* _THE DATA_:
------

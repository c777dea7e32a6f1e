//! End-to-end scenarios through the library API: load a CSV from disk,
//! drive the session handlers, inspect the charts they produce.

use std::io::Write;
use std::path::{Path, PathBuf};

use chrono::{Datelike, NaiveDate};

use labor_dash::chart::{ChartKind, Geometry};
use labor_dash::data::filter::filter_range;
use labor_dash::data::loader::load_file;
use labor_dash::data::model::{Dataset, DateRange};
use labor_dash::dispatch::{UpdateRequest, build_panel, update_all};
use labor_dash::error::DashError;
use labor_dash::impute::Strategy;
use labor_dash::panel::PANEL_COUNT;
use labor_dash::state::{PanelView, Session};
use labor_dash::visibility::VisibleSet;

fn year(y: i32) -> NaiveDate {
    NaiveDate::from_ymd_opt(y, 1, 1).unwrap()
}

/// Years 2000–2020, rate missing for `gap`.
fn write_csv(dir: &Path, gap: i32) -> PathBuf {
    let path = dir.join("labor.csv");
    let mut f = std::fs::File::create(&path).unwrap();
    writeln!(f, "Year,Labor Force,Unemployment Rate").unwrap();
    for y in 2000..=2020 {
        let rate = if y == gap {
            String::new()
        } else {
            format!("{:.1}", 4.0 + ((y - 2000) % 5) as f64 * 0.9)
        };
        writeln!(f, "{y},{},{rate}", 140_000 + (y - 2000) * 1_000).unwrap();
    }
    path
}

fn load_with_gap(gap: i32) -> (tempfile::TempDir, Dataset) {
    let dir = tempfile::tempdir().unwrap();
    let path = write_csv(dir.path(), gap);
    let ds = load_file(&path).unwrap();
    (dir, ds)
}

fn rate_for(ds: &Dataset, y: i32) -> Option<Option<f64>> {
    ds.rows.iter().find(|r| r.period.year() == y).map(|r| r.rate)
}

#[test]
fn missing_2010_under_each_strategy() {
    let (_dir, ds) = load_with_gap(2010);

    assert_eq!(rate_for(&ds.imputed(Strategy::FillZero), 2010), Some(Some(0.0)));
    assert_eq!(rate_for(&ds.imputed(Strategy::DropMissing), 2010), None);
    assert_eq!(rate_for(&ds.imputed(Strategy::Identity), 2010), Some(None));

    let interpolated = rate_for(&ds.imputed(Strategy::PolynomialInterpolate), 2010)
        .flatten()
        .unwrap();
    assert!(interpolated.is_finite());
}

#[test]
fn default_update_spans_the_whole_table() {
    let (_dir, ds) = load_with_gap(2010);
    let span = ds.span().unwrap();
    assert_eq!(span, DateRange::new(year(2000), year(2020)));

    let request = UpdateRequest::new(
        [ChartKind::Line, ChartKind::Bar, ChartKind::Bubble, ChartKind::Area],
        [span; PANEL_COUNT],
    );
    let charts = update_all(&ds, &request).unwrap();
    for (i, chart) in charts.iter().enumerate() {
        let strategy = Strategy::ALL[i];
        assert!(chart.title.contains(strategy.label()), "{}", chart.title);
        assert!(chart.title.contains(request.kinds[i].name()), "{}", chart.title);
        assert_eq!(chart.span, Some(span));
    }

    // Drop-missing bars skip 2010; fill-zero bubbles keep a zero-size one.
    let Geometry::Bar { bars } = &charts[1].geometry else {
        panic!("panel 2 should be a bar chart");
    };
    assert_eq!(bars.len(), 20);
    let Geometry::Bubble { sizes, .. } = &charts[2].geometry else {
        panic!("panel 3 should be a bubble chart");
    };
    assert_eq!(sizes.len(), 21);
    assert!(sizes.contains(&0.0));
}

#[test]
fn every_kind_with_every_strategy_on_the_shipped_sample() {
    let sample = Path::new(env!("CARGO_MANIFEST_DIR"))
        .join("Employment__Unemployment__and_Labor_Force_Data.csv");
    let ds = load_file(&sample).unwrap();
    let span = ds.span().unwrap();
    for kind in ChartKind::ALL {
        for index in 1..=PANEL_COUNT {
            let chart = build_panel(&ds, index, kind, &span);
            assert!(chart.is_ok(), "{kind} on panel {index}: {chart:?}");
        }
    }
}

#[test]
fn narrowing_the_range_never_adds_rows() {
    let (_dir, ds) = load_with_gap(2010);
    let mut last = ds.len();
    for (from, to) in [(2000, 2020), (2002, 2018), (2005, 2015), (2009, 2011), (2010, 2010)] {
        let rows = filter_range(&ds, &DateRange::new(year(from), year(to))).unwrap();
        assert!(rows.rows.iter().all(|r| (from..=to).contains(&r.period.year())));
        assert!(rows.len() <= last);
        last = rows.len();
    }
    assert_eq!(last, 1);
}

#[test]
fn session_round_trip_with_flat_request_values() {
    let (_dir, ds) = load_with_gap(2010);
    let session = Session::new(ds.span().unwrap());

    let values = [
        "Histogram", "Box", "Line", "Area",
        "2000-01-01", "2005-01-01", "2000-01-01", "2008-01-01",
        "2020-01-01", "2015-01-01", "2020-01-01", "2012-01-01",
    ];
    let request = UpdateRequest::from_values(&values).unwrap();
    let (session, outputs) = session.handle_update(&ds, &request);
    assert!(outputs.views.iter().all(|v| matches!(v, PanelView::Chart(_))));

    let PanelView::Chart(histogram) = &outputs.views[0] else {
        unreachable!()
    };
    let Geometry::Histogram { bins } = &histogram.geometry else {
        panic!("panel 1 should be a histogram");
    };
    assert_eq!(bins.len(), 20);
    // Identity keeps 2010 missing, so 20 of 21 years are counted.
    assert_eq!(bins.iter().map(|b| b.count).sum::<usize>(), 20);

    let (session, flags) = session.handle_show_set(VisibleSet::Second);
    assert_eq!(flags, [false, false, true, true]);
    assert_eq!(session.panels[3].range, DateRange::new(year(2008), year(2012)));
}

#[test]
fn bad_range_surfaces_on_its_panel() {
    let (_dir, ds) = load_with_gap(2010);
    let session = Session::new(ds.span().unwrap());
    let mut request = session.current_request();
    request.ranges[3] = DateRange::new(year(2019), year(2001));

    let (session, outputs) = session.handle_update(&ds, &request);
    assert!(matches!(outputs.views[3], PanelView::Error(_)));
    assert!(outputs.views[..3].iter().all(|v| *v == PanelView::Empty));
    assert!(session.status_message.is_some());

    let err = update_all(&ds, &request).unwrap_err();
    assert_eq!(err.panel(), Some(4));
}

#[test]
fn unreadable_file_is_a_load_error() {
    let dir = tempfile::tempdir().unwrap();
    let path = dir.path().join("labor.csv");
    std::fs::write(&path, "Year,Unemployment Rate\nnineteen,4.0\n").unwrap();
    assert!(matches!(load_file(&path), Err(DashError::FileLoad { .. })));
}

------

* _YOUR TASK_: Once you have identified the lines above that contain "panic", copy each of them.

* _RESPONSE TO THE EXERCISE_:
        panic!("panel 2 should be a bar chart");
        panic!("panel 3 should be a bubble chart");
        panic!("panel 1 should be a histogram");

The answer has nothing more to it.